Sheila Crispin elected RCVS Junior Vice-President
3 March 2005
Professor Sheila Crispin, an ophthalmology specialist and researcher, has been elected Junior Vice-President of the RCVS. Professor Crispin, who was one of two candidates, will take up her office formally on RCVS Day on 8 July 2005.
After a short period working in mixed practice in Cumbria, Professor Crispin returned to academic life, initially at Cambridge University, then at the University of Edinburgh, where she combined general surgery with veterinary ophthalmology, anaesthesia and intensive care.
Later moving to the University of Bristol, Professor Crispin specialised in the field of comparative ophthalmology, eventually heading up an ophthalmology team. She left full-time academic life at the end of 2004 but has been awarded a visiting chair at Bristol to enable her to continue to contribute to postgraduate education.
Professor Crispin was the University of Bristol's appointed RCVS Council Member from1997 to 2003 and became an elected Member in 2003. She currently sits on the Disciplinary Committee (as Vice-Chairman), the External Affairs Committee, the Fellowship Board and the Animal Welfare Bill Working Party. As a former Chairman of the Specialisation and Further Education Committee, she was also instrumental in developing the new modular approach to RCVS certificates.
In addition to her veterinary activities, Professor Crispin farms a mixed beef cattle and sheep enterprise in Somerset's Mendip Hills. She spends working holidays in Africa and, if she finds spare time amongst her many commitments, enjoys sailing, mountaineering, classical music and watercolour painting.
Commenting on her appointment, Professor Crispin said: "I am delighted to have been elected and welcome the opportunity of contributing to the veterinary profession through the activities of the College and as part of the Officer team.

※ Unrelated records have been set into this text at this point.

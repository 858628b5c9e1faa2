//! Search configuration.
//!
//! Settings are built in code with the `with_*` setters. Modes and
//! threading also parse from, and display as, short text forms:
//!
//! * mode: `fixed:4`, `iterative:6`, `timed:1500ms` or `timed:2s`
//! * threading: `single`, `per-core` or a worker count such as `4`

use std::fmt;
use std::str::FromStr;
use std::time::Duration;

use thiserror::Error;

use super::error::SearchError;
use super::CAPTURES_DEPTH;

#[derive(Error, Debug, PartialEq)]
pub enum SettingsError {
    #[error("unknown search mode `{0}`, expected fixed:<depth>, iterative:<depth> or timed:<duration>")]
    UnknownMode(String),
    #[error("invalid depth `{0}`")]
    InvalidDepth(String),
    #[error("invalid duration `{0}`, expected a number of milliseconds or seconds such as 500ms or 2s")]
    InvalidDuration(String),
    #[error("unknown threading mode `{0}`, expected single, per-core or a worker count")]
    UnknownThreading(String),
}

#[derive(Clone, Copy, Debug, PartialEq, Eq)]
pub enum SearchMode {
    /// Search exactly this deep, giving up at [`SearchSettings::timeout`] if set.
    FixedDepth(u8),
    /// Deepen one ply at a time up to this depth.
    IterativeDepth(u8),
    /// Deepen one ply at a time until the time budget runs out.
    TimedIterative(Duration),
}

impl Default for SearchMode {
    fn default() -> Self {
        SearchMode::FixedDepth(4)
    }
}

impl fmt::Display for SearchMode {
    fn fmt(&self, f: &mut fmt::Formatter<'_>) -> fmt::Result {
        match self {
            SearchMode::FixedDepth(depth) => write!(f, "fixed:{}", depth),
            SearchMode::IterativeDepth(depth) => write!(f, "iterative:{}", depth),
            SearchMode::TimedIterative(limit) => write!(f, "timed:{}ms", limit.as_millis()),
        }
    }
}

fn parse_depth(value: &str) -> Result<u8, SettingsError> {
    value
        .parse()
        .map_err(|_| SettingsError::InvalidDepth(value.to_string()))
}

fn parse_duration(value: &str) -> Result<Duration, SettingsError> {
    let invalid = || SettingsError::InvalidDuration(value.to_string());
    if let Some(millis) = value.strip_suffix("ms") {
        millis.parse().map(Duration::from_millis).map_err(|_| invalid())
    } else if let Some(seconds) = value.strip_suffix('s') {
        seconds.parse().map(Duration::from_secs).map_err(|_| invalid())
    } else {
        value.parse().map(Duration::from_millis).map_err(|_| invalid())
    }
}

impl FromStr for SearchMode {
    type Err = SettingsError;

    fn from_str(s: &str) -> Result<Self, Self::Err> {
        let s = s.trim();
        match s.split_once(':') {
            Some(("fixed", depth)) => Ok(SearchMode::FixedDepth(parse_depth(depth)?)),
            Some(("iterative", depth)) => Ok(SearchMode::IterativeDepth(parse_depth(depth)?)),
            Some(("timed", limit)) => Ok(SearchMode::TimedIterative(parse_duration(limit)?)),
            _ => Err(SettingsError::UnknownMode(s.to_string())),
        }
    }
}

#[derive(Clone, Copy, Debug, PartialEq, Eq)]
pub enum ThreadingMode {
    Single,
    /// One worker per available core.
    PerCore,
    Fixed(usize),
}

impl Default for ThreadingMode {
    fn default() -> Self {
        ThreadingMode::PerCore
    }
}

impl ThreadingMode {
    /// Number of workers for a root move list of `move_count` moves.
    pub fn worker_count(&self, move_count: usize) -> usize {
        let workers = match self {
            ThreadingMode::Single => 1,
            ThreadingMode::PerCore => std::thread::available_parallelism()
                .map(|cores| cores.get())
                .unwrap_or(1),
            ThreadingMode::Fixed(workers) => *workers,
        };
        workers.min(move_count).max(1)
    }
}

impl fmt::Display for ThreadingMode {
    fn fmt(&self, f: &mut fmt::Formatter<'_>) -> fmt::Result {
        match self {
            ThreadingMode::Single => write!(f, "single"),
            ThreadingMode::PerCore => write!(f, "per-core"),
            ThreadingMode::Fixed(workers) => write!(f, "{}", workers),
        }
    }
}

impl FromStr for ThreadingMode {
    type Err = SettingsError;

    fn from_str(s: &str) -> Result<Self, Self::Err> {
        match s.trim() {
            "single" => Ok(ThreadingMode::Single),
            "per-core" => Ok(ThreadingMode::PerCore),
            other => other
                .parse::<usize>()
                .ok()
                .filter(|&workers| workers > 0)
                .map(ThreadingMode::Fixed)
                .ok_or_else(|| SettingsError::UnknownThreading(other.to_string())),
        }
    }
}

#[derive(Clone, Debug, PartialEq, Eq)]
pub struct SearchSettings {
    pub mode: SearchMode,
    /// Deadline for [`SearchMode::FixedDepth`]; the iterative modes ignore it.
    pub timeout: Option<Duration>,
    pub threading: ThreadingMode,
    pub transposition_table: bool,
    /// Search one ply deeper when the reply side is in check.
    pub check_extension: bool,
    /// Extension budget along a single line.
    pub captures_depth: u8,
}

impl Default for SearchSettings {
    fn default() -> Self {
        Self {
            mode: SearchMode::default(),
            timeout: None,
            threading: ThreadingMode::default(),
            transposition_table: true,
            check_extension: false,
            captures_depth: CAPTURES_DEPTH,
        }
    }
}

impl SearchSettings {
    pub fn new(mode: SearchMode) -> Self {
        Self {
            mode,
            ..Self::default()
        }
    }

    pub fn with_mode(mut self, mode: SearchMode) -> Self {
        self.mode = mode;
        self
    }

    pub fn with_timeout(mut self, timeout: Duration) -> Self {
        self.timeout = Some(timeout);
        self
    }

    pub fn with_threading(mut self, threading: ThreadingMode) -> Self {
        self.threading = threading;
        self
    }

    pub fn with_transposition_table(mut self, enabled: bool) -> Self {
        self.transposition_table = enabled;
        self
    }

    pub fn with_check_extension(mut self, enabled: bool) -> Self {
        self.check_extension = enabled;
        self
    }

    pub fn with_captures_depth(mut self, captures_depth: u8) -> Self {
        self.captures_depth = captures_depth;
        self
    }

    pub fn validate(&self) -> Result<(), SearchError> {
        match self.mode {
            SearchMode::FixedDepth(0) | SearchMode::IterativeDepth(0) => Err(SearchError::DepthTooLow),
            SearchMode::TimedIterative(limit) if limit.is_zero() => Err(SearchError::ZeroTimeLimit),
            _ => match self.timeout {
                Some(timeout) if timeout.is_zero() => Err(SearchError::ZeroTimeLimit),
                _ => Ok(()),
            },
        }
    }
}
//! CLI argument parsing using StructOpt.

use structopt::StructOpt;

use crate::cli::commands::{evaluate::EvaluateArgs, strategies::StrategiesArgs};

#[derive(StructOpt)]
#[structopt(
    name = "game-search",
    about = "Alpha-beta game-tree search with pluggable chess evaluation strategies"
)]
pub enum GameSearch {
    #[structopt(
        name = "evaluate",
        about = "Score a piece placement, provided in FEN notation with `--fen` (default: starting position), using the evaluation `--strategy` (default: full). Castling, move count and move-list signal flags describe what the static placement cannot."
    )]
    Evaluate(EvaluateArgs),
    #[structopt(
        name = "strategies",
        about = "List the available evaluation strategies."
    )]
    Strategies(StrategiesArgs),
}

impl crate::cli::commands::Command for GameSearch {
    fn execute(self) {
        match self {
            Self::Evaluate(cmd) => cmd.execute(),
            Self::Strategies(cmd) => cmd.execute(),
        }
    }
}
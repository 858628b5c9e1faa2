pub mod evaluate;
pub mod search;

"With much of my career being spent in academia, education and research are important areas of interest. The introduction of tuition and top-up fees may have an adverse impact on the recruitment and training of veterinary surgeons and the College must be prepared to argue the case for financial support.
"I am more optimistic about the future of postgraduate teaching and training, as there is now a structured framework that will benefit all newly qualified veterinary surgeons. The flexibility of a modular approach to the College's postgraduate qualifications should allow veterinary surgeons to enter into lifelong learning with enthusiasm.
"I believe that the profession will be taken seriously if it speaks with a united voice, setting the agenda. To achieve this we must work with others outside the profession, the general public, the scientific community and those in parliament."